▶ _Directions_:
A single number is required: how many lines below include the string "simulator".

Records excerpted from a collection
= = = = =
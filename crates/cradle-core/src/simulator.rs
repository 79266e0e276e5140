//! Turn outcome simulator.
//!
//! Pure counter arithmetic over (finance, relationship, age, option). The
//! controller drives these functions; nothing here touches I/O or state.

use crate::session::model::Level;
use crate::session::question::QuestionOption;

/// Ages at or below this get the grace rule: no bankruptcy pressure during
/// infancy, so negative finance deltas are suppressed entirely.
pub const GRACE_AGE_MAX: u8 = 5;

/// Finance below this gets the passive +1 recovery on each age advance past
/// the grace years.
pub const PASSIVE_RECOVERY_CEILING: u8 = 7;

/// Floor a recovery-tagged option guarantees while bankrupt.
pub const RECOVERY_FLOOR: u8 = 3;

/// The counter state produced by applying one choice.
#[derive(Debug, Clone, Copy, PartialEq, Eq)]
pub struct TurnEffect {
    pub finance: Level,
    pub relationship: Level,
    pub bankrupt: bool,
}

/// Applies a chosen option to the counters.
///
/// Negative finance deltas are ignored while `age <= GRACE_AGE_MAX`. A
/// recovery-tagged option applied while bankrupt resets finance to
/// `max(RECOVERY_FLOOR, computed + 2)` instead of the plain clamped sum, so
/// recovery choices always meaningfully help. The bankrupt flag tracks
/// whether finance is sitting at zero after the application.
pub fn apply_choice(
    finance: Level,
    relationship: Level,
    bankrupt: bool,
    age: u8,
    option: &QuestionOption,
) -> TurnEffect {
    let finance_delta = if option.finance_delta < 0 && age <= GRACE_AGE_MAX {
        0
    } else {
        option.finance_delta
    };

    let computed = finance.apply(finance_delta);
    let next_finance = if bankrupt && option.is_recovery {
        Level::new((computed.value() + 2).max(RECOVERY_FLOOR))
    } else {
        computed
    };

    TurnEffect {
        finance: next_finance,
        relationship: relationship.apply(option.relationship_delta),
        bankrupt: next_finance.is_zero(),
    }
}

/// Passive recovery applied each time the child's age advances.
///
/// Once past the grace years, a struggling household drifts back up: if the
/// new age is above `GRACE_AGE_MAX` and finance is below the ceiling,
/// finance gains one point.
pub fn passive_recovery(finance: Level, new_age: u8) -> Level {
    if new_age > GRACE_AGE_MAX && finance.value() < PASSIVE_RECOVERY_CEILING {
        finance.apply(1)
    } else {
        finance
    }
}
= = = = =
▶ _Written answer_:
2